**Problem statement**
Once you find the line with "snake through a" in the entries below, return exactly every line from it through the line with "the first argument".

====

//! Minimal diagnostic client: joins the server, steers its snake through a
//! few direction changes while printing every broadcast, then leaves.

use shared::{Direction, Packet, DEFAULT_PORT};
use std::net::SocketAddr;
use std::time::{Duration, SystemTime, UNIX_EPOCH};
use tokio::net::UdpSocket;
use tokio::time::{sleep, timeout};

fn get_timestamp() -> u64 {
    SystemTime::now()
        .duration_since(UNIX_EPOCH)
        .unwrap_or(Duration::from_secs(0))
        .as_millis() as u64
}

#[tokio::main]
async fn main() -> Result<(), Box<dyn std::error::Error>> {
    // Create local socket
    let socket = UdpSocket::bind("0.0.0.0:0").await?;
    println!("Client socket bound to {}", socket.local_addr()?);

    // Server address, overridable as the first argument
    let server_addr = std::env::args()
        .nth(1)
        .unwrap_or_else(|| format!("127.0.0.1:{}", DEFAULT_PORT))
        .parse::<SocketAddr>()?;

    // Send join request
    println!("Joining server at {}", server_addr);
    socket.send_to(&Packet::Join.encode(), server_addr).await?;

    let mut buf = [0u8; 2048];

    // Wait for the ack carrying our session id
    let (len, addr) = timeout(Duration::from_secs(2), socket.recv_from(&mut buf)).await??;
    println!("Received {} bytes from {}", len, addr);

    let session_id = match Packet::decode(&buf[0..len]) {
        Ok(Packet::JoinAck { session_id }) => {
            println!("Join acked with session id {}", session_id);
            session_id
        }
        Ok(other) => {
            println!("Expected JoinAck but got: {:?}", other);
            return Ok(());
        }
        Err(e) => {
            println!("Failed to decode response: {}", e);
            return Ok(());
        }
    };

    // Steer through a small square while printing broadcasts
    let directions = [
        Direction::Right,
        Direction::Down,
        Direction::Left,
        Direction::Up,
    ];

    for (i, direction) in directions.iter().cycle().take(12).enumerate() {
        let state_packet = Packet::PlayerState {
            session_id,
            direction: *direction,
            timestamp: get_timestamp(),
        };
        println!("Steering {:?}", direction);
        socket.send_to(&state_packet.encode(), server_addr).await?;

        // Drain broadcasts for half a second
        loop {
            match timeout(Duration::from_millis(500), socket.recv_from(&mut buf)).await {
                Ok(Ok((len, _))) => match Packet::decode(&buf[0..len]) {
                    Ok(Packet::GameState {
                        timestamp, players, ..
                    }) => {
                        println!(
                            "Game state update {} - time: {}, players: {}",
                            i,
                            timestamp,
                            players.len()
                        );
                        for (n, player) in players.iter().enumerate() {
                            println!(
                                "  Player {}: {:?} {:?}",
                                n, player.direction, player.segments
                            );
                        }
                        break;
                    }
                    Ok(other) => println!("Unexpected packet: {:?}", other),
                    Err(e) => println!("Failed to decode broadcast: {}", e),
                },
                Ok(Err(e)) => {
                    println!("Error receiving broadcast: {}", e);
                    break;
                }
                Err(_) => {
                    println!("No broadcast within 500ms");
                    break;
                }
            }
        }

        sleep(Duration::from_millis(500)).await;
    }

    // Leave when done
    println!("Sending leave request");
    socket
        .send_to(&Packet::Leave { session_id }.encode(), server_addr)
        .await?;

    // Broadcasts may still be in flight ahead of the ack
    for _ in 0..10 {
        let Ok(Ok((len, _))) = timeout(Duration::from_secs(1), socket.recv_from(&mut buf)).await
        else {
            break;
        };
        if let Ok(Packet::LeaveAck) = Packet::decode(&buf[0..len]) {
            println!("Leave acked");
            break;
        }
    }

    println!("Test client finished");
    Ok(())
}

====

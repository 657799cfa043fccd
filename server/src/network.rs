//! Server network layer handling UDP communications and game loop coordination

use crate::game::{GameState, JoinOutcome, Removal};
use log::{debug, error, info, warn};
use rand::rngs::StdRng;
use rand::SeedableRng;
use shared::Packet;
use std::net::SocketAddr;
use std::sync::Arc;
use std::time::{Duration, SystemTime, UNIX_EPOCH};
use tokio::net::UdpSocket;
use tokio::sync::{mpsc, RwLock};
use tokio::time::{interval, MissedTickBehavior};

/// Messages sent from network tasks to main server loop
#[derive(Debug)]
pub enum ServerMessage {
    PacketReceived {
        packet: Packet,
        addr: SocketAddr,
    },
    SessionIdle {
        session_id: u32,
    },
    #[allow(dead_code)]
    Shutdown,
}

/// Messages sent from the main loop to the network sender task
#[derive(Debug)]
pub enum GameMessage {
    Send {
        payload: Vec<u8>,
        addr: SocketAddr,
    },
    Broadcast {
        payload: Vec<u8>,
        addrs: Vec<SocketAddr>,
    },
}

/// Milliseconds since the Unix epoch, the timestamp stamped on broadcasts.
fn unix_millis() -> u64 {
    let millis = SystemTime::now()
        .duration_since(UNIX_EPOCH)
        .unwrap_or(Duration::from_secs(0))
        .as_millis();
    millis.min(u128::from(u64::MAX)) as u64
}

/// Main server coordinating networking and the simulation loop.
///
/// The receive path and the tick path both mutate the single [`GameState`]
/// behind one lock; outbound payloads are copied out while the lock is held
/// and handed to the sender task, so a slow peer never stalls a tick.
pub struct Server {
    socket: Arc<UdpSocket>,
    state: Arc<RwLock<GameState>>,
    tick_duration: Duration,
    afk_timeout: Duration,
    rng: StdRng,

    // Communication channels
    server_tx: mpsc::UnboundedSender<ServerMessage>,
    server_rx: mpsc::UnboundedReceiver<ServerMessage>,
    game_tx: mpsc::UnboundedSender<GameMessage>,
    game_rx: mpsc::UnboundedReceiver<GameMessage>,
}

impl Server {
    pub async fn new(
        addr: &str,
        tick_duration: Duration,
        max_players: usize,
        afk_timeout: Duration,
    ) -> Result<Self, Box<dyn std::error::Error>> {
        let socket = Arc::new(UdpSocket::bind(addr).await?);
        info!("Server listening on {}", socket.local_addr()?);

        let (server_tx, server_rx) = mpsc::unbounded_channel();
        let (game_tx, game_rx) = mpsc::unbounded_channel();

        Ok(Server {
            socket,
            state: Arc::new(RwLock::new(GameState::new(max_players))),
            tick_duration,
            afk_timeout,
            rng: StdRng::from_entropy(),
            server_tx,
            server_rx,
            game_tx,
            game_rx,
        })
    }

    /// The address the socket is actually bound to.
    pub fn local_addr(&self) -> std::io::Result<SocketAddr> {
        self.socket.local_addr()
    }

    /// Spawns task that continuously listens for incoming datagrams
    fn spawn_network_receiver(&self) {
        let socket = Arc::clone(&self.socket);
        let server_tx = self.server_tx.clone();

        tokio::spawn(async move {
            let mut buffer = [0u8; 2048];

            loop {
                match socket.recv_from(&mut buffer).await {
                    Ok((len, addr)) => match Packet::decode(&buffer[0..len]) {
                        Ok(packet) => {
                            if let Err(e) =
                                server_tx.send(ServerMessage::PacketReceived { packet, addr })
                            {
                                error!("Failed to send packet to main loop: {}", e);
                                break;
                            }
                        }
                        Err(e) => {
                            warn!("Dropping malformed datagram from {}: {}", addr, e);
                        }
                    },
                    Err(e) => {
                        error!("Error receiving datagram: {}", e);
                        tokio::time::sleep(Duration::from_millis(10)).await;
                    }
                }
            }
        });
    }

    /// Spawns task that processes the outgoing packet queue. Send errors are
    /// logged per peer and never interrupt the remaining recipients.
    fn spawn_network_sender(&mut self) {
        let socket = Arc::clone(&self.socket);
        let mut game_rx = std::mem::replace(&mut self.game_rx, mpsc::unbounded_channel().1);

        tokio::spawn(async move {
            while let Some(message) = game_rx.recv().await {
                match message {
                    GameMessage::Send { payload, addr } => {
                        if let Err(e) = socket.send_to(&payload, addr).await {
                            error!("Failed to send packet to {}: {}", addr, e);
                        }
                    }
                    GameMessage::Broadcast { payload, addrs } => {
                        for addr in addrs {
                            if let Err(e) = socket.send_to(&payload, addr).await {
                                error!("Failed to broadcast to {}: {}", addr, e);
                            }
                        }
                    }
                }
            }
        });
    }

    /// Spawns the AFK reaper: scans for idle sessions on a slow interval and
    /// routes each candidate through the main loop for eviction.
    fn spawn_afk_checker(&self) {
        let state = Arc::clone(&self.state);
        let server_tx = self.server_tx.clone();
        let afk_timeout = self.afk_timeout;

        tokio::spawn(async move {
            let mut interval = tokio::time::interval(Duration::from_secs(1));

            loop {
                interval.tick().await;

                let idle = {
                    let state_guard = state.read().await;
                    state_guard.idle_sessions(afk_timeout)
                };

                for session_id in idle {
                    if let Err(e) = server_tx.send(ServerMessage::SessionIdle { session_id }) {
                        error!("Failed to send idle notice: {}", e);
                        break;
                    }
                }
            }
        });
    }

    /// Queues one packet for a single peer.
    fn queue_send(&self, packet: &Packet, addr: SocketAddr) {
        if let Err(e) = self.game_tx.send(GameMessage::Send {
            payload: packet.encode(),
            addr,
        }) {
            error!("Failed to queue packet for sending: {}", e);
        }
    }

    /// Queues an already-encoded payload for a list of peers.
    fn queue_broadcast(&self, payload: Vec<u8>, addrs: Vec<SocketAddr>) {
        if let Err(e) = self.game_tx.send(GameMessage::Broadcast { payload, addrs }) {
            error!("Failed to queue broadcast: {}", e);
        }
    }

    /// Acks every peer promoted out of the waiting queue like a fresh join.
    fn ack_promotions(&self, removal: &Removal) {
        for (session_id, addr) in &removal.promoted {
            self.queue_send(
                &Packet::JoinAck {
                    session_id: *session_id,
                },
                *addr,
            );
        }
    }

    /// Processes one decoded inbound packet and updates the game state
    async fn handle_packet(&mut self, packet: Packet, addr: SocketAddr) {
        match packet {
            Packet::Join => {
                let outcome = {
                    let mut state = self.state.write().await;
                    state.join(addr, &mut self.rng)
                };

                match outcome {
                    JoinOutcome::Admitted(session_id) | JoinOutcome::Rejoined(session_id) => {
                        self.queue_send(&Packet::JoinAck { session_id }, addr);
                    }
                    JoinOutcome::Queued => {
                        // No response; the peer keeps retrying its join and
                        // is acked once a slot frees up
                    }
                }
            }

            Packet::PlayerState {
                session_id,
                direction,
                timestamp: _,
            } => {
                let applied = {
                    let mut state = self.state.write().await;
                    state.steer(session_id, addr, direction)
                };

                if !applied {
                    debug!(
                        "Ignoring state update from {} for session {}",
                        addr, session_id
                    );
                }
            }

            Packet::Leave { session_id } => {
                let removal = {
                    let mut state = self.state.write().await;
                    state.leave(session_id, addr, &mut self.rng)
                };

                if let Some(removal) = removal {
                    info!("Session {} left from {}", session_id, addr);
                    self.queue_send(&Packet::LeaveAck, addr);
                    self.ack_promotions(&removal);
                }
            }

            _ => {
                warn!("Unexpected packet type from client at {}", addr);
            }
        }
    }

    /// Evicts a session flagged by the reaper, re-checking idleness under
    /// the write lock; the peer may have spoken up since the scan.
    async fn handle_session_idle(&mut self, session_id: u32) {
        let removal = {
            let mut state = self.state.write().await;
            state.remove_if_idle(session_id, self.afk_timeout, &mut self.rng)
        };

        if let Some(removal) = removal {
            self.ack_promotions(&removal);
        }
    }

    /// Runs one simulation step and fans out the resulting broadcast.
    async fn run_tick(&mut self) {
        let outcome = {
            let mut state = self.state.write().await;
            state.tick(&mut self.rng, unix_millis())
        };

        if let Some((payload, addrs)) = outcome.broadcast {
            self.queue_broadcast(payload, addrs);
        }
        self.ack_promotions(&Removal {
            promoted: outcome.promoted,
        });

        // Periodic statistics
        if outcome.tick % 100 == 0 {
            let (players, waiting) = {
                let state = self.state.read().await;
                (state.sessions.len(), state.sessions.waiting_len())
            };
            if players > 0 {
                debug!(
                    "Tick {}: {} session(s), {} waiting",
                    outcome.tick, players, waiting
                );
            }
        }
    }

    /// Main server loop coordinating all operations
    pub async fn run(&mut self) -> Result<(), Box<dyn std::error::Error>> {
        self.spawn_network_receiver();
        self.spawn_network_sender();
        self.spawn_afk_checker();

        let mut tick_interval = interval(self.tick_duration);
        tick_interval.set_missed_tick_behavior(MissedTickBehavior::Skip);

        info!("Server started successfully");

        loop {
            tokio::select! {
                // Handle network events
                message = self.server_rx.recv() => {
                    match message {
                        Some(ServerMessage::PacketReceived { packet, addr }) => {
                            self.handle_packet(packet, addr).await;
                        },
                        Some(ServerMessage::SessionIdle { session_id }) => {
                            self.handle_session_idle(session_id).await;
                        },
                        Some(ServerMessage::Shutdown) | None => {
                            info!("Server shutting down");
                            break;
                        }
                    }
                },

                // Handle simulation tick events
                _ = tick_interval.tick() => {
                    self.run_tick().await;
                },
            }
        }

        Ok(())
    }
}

====

**Response box**
//! Minimal diagnostic client: joins the server, steers its snake through a
//! few direction changes while printing every broadcast, then leaves.

use shared::{Direction, Packet, DEFAULT_PORT};
use std::net::SocketAddr;
use std::time::{Duration, SystemTime, UNIX_EPOCH};
use tokio::net::UdpSocket;
use tokio::time::{sleep, timeout};

fn get_timestamp() -> u64 {
    SystemTime::now()
        .duration_since(UNIX_EPOCH)
        .unwrap_or(Duration::from_secs(0))
        .as_millis() as u64
}

#[tokio::main]
async fn main() -> Result<(), Box<dyn std::error::Error>> {
    // Create local socket
    let socket = UdpSocket::bind("0.0.0.0:0").await?;
    println!("Client socket bound to {}", socket.local_addr()?);

    // Server address, overridable as the first argument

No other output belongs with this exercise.